WHAT IS NEEDED:
The response should be an exact repetition of all the entries.

DATA EXTRACTS:

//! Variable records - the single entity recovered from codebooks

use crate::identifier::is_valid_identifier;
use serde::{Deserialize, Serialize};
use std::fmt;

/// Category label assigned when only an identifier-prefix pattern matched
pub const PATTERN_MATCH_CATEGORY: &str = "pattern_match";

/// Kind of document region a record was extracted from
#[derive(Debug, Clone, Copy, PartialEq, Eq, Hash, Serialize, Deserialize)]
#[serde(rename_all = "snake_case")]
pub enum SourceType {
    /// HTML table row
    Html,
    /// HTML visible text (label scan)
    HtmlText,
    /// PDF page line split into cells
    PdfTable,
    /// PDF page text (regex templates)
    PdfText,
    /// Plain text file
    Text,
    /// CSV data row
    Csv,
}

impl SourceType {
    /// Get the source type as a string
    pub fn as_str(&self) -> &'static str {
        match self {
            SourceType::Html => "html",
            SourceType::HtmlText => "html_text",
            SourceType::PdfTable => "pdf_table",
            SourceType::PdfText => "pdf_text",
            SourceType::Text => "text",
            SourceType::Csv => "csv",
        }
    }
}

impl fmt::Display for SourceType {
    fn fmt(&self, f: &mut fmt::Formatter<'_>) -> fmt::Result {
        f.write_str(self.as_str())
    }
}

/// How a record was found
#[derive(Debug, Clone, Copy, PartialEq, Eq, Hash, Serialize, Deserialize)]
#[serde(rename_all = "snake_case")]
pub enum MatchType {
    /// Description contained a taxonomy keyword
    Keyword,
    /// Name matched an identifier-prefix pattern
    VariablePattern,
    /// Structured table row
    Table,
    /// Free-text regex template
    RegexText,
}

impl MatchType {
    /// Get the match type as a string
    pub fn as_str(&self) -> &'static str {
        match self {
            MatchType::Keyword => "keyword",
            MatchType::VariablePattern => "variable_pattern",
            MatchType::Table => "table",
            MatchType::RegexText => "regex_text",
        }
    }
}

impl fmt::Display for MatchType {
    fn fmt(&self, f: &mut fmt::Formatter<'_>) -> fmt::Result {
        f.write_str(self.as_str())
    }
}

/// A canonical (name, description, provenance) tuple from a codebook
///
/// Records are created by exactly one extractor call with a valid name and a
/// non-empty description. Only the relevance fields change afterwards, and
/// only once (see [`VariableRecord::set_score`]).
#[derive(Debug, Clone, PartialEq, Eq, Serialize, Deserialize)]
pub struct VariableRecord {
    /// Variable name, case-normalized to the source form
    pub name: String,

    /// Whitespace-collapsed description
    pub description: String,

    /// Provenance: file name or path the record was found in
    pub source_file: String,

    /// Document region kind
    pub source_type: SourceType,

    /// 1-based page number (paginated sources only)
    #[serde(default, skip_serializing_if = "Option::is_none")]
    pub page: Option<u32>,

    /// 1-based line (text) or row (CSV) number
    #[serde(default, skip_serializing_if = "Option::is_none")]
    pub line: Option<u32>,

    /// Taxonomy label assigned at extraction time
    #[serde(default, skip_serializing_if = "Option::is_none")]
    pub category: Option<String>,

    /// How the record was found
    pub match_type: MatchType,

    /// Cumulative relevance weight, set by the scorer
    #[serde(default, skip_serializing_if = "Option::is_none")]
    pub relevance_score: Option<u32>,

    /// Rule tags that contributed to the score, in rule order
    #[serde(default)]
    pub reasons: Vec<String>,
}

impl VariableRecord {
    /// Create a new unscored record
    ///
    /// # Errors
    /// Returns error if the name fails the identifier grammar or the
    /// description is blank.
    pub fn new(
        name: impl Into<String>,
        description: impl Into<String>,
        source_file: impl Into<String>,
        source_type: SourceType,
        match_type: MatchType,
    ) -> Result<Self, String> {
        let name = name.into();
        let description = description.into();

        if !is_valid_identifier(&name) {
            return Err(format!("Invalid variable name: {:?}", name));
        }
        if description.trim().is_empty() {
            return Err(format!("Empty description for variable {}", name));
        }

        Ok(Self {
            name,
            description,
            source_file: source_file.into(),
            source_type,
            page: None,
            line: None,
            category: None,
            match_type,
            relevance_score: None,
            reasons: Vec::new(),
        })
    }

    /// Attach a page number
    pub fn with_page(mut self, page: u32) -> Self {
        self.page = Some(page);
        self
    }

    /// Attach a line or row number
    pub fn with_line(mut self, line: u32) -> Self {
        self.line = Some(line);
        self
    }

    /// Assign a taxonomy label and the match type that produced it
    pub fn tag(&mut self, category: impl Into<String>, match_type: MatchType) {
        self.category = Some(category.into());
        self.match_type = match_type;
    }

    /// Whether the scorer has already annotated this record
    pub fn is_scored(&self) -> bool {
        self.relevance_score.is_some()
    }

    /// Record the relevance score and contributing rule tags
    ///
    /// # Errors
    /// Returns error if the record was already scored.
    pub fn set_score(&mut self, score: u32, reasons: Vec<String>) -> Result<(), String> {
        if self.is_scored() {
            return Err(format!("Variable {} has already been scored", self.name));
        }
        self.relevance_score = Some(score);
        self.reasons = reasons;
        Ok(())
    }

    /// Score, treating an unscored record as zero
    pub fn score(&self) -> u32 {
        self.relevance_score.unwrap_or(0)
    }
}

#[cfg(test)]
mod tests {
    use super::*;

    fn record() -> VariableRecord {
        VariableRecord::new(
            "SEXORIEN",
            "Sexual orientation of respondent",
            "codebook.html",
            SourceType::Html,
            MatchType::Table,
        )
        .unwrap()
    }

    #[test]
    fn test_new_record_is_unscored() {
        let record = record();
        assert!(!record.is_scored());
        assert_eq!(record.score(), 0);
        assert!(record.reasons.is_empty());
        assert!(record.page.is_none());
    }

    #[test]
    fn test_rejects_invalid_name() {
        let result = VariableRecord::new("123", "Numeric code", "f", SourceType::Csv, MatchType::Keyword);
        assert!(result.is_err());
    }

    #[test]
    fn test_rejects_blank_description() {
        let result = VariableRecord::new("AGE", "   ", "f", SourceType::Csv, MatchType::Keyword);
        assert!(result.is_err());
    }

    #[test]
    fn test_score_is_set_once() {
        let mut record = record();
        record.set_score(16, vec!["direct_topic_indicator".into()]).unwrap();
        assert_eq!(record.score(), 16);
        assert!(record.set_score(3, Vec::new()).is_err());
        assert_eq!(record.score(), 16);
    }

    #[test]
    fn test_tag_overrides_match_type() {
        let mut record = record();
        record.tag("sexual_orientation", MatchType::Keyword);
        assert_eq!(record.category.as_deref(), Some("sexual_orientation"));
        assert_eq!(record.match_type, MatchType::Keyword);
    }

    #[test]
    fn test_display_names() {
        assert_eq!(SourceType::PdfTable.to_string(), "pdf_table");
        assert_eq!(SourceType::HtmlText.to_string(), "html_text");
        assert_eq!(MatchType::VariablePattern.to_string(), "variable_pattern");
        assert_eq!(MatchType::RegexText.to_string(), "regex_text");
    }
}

RESULT FOR THIS TASK:
//! Variable records - the single entity recovered from codebooks

use crate::identifier::is_valid_identifier;
use serde::{Deserialize, Serialize};
use std::fmt;

/// Category label assigned when only an identifier-prefix pattern matched
pub const PATTERN_MATCH_CATEGORY: &str = "pattern_match";

/// Kind of document region a record was extracted from
#[derive(Debug, Clone, Copy, PartialEq, Eq, Hash, Serialize, Deserialize)]
#[serde(rename_all = "snake_case")]
pub enum SourceType {
    /// HTML table row
    Html,
    /// HTML visible text (label scan)
    HtmlText,
    /// PDF page line split into cells
    PdfTable,
    /// PDF page text (regex templates)
    PdfText,
    /// Plain text file
    Text,
    /// CSV data row
    Csv,
}

impl SourceType {
    /// Get the source type as a string
    pub fn as_str(&self) -> &'static str {
        match self {
            SourceType::Html => "html",
            SourceType::HtmlText => "html_text",
            SourceType::PdfTable => "pdf_table",
            SourceType::PdfText => "pdf_text",
            SourceType::Text => "text",
            SourceType::Csv => "csv",
        }
    }
}

impl fmt::Display for SourceType {
    fn fmt(&self, f: &mut fmt::Formatter<'_>) -> fmt::Result {
        f.write_str(self.as_str())
    }
}

/// How a record was found
#[derive(Debug, Clone, Copy, PartialEq, Eq, Hash, Serialize, Deserialize)]
#[serde(rename_all = "snake_case")]
pub enum MatchType {
    /// Description contained a taxonomy keyword
    Keyword,
    /// Name matched an identifier-prefix pattern
    VariablePattern,
    /// Structured table row
    Table,
    /// Free-text regex template
    RegexText,
}

impl MatchType {
    /// Get the match type as a string
    pub fn as_str(&self) -> &'static str {
        match self {
            MatchType::Keyword => "keyword",
            MatchType::VariablePattern => "variable_pattern",
            MatchType::Table => "table",
            MatchType::RegexText => "regex_text",
        }
    }
}

impl fmt::Display for MatchType {
    fn fmt(&self, f: &mut fmt::Formatter<'_>) -> fmt::Result {
        f.write_str(self.as_str())
    }
}

/// A canonical (name, description, provenance) tuple from a codebook
///
/// Records are created by exactly one extractor call with a valid name and a
/// non-empty description. Only the relevance fields change afterwards, and
/// only once (see [`VariableRecord::set_score`]).
#[derive(Debug, Clone, PartialEq, Eq, Serialize, Deserialize)]
pub struct VariableRecord {
    /// Variable name, case-normalized to the source form
    pub name: String,

    /// Whitespace-collapsed description
    pub description: String,

    /// Provenance: file name or path the record was found in
    pub source_file: String,

    /// Document region kind
    pub source_type: SourceType,

    /// 1-based page number (paginated sources only)
    #[serde(default, skip_serializing_if = "Option::is_none")]
    pub page: Option<u32>,

    /// 1-based line (text) or row (CSV) number
    #[serde(default, skip_serializing_if = "Option::is_none")]
    pub line: Option<u32>,

    /// Taxonomy label assigned at extraction time
    #[serde(default, skip_serializing_if = "Option::is_none")]
    pub category: Option<String>,

    /// How the record was found
    pub match_type: MatchType,

    /// Cumulative relevance weight, set by the scorer
    #[serde(default, skip_serializing_if = "Option::is_none")]
    pub relevance_score: Option<u32>,

    /// Rule tags that contributed to the score, in rule order
    #[serde(default)]
    pub reasons: Vec<String>,
}

impl VariableRecord {
    /// Create a new unscored record
    ///
    /// # Errors
    /// Returns error if the name fails the identifier grammar or the
    /// description is blank.
    pub fn new(
        name: impl Into<String>,
        description: impl Into<String>,
        source_file: impl Into<String>,
        source_type: SourceType,
        match_type: MatchType,
    ) -> Result<Self, String> {
        let name = name.into();
        let description = description.into();

        if !is_valid_identifier(&name) {
            return Err(format!("Invalid variable name: {:?}", name));
        }
        if description.trim().is_empty() {
            return Err(format!("Empty description for variable {}", name));
        }

        Ok(Self {
            name,
            description,
            source_file: source_file.into(),
            source_type,
            page: None,
            line: None,
            category: None,
            match_type,
            relevance_score: None,
            reasons: Vec::new(),
        })
    }

    /// Attach a page number
    pub fn with_page(mut self, page: u32) -> Self {
        self.page = Some(page);
        self
    }

    /// Attach a line or row number
    pub fn with_line(mut self, line: u32) -> Self {
        self.line = Some(line);
        self
    }

    /// Assign a taxonomy label and the match type that produced it
    pub fn tag(&mut self, category: impl Into<String>, match_type: MatchType) {
        self.category = Some(category.into());
        self.match_type = match_type;
    }

    /// Whether the scorer has already annotated this record
    pub fn is_scored(&self) -> bool {
        self.relevance_score.is_some()
    }

    /// Record the relevance score and contributing rule tags
    ///
    /// # Errors
    /// Returns error if the record was already scored.
    pub fn set_score(&mut self, score: u32, reasons: Vec<String>) -> Result<(), String> {
        if self.is_scored() {
            return Err(format!("Variable {} has already been scored", self.name));
        }
        self.relevance_score = Some(score);
        self.reasons = reasons;
        Ok(())
    }

    /// Score, treating an unscored record as zero
    pub fn score(&self) -> u32 {
        self.relevance_score.unwrap_or(0)
    }
}

#[cfg(test)]
mod tests {
    use super::*;

    fn record() -> VariableRecord {
        VariableRecord::new(
            "SEXORIEN",
            "Sexual orientation of respondent",
            "codebook.html",
            SourceType::Html,
            MatchType::Table,
        )
        .unwrap()
    }

    #[test]
    fn test_new_record_is_unscored() {
        let record = record();
        assert!(!record.is_scored());
        assert_eq!(record.score(), 0);
        assert!(record.reasons.is_empty());
        assert!(record.page.is_none());
    }

    #[test]
    fn test_rejects_invalid_name() {
        let result = VariableRecord::new("123", "Numeric code", "f", SourceType::Csv, MatchType::Keyword);
        assert!(result.is_err());
    }

    #[test]
    fn test_rejects_blank_description() {
        let result = VariableRecord::new("AGE", "   ", "f", SourceType::Csv, MatchType::Keyword);
        assert!(result.is_err());
    }

    #[test]
    fn test_score_is_set_once() {
        let mut record = record();
        record.set_score(16, vec!["direct_topic_indicator".into()]).unwrap();
        assert_eq!(record.score(), 16);
        assert!(record.set_score(3, Vec::new()).is_err());
        assert_eq!(record.score(), 16);
    }

    #[test]
    fn test_tag_overrides_match_type() {
        let mut record = record();
        record.tag("sexual_orientation", MatchType::Keyword);
        assert_eq!(record.category.as_deref(), Some("sexual_orientation"));
        assert_eq!(record.match_type, MatchType::Keyword);
    }

    #[test]
    fn test_display_names() {
        assert_eq!(SourceType::PdfTable.to_string(), "pdf_table");
        assert_eq!(SourceType::HtmlText.to_string(), "html_text");
        assert_eq!(MatchType::VariablePattern.to_string(), "variable_pattern");
        assert_eq!(MatchType::RegexText.to_string(), "regex_text");
    }
}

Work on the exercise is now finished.